◆ **Brief**:
Would you please output the data exactly, omitting no line?

◆ **Exercise material**:
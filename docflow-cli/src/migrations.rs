//! ABOUTME: Embedded schema bootstrap (§10.5 "ambient infrastructure, not a feature the
//! ABOUTME: Non-goal excludes"). Runs once at startup; CRUD migration tooling beyond this is out of scope.

use refinery::embed_migrations;

embed_migrations!("migrations");

/// Applies any migration not yet recorded in the target database.
pub async fn run(client: &mut tokio_postgres::Client) -> Result<(), refinery::Error> {
    migrations::runner().run_async(client).await?;
    Ok(())
}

◆ **Finished task**:
filename docflow-cli/src/migrations.rs
//! ABOUTME: Embedded schema bootstrap (§10.5 "ambient infrastructure, not a feature the
//! ABOUTME: Non-goal excludes"). Runs once at startup; CRUD migration tooling beyond this is out of scope.

use refinery::embed_migrations;

embed_migrations!("migrations");

/// Applies any migration not yet recorded in the target database.
pub async fn run(client: &mut tokio_postgres::Client) -> Result<(), refinery::Error> {
    migrations::runner().run_async(client).await?;
    Ok(())
}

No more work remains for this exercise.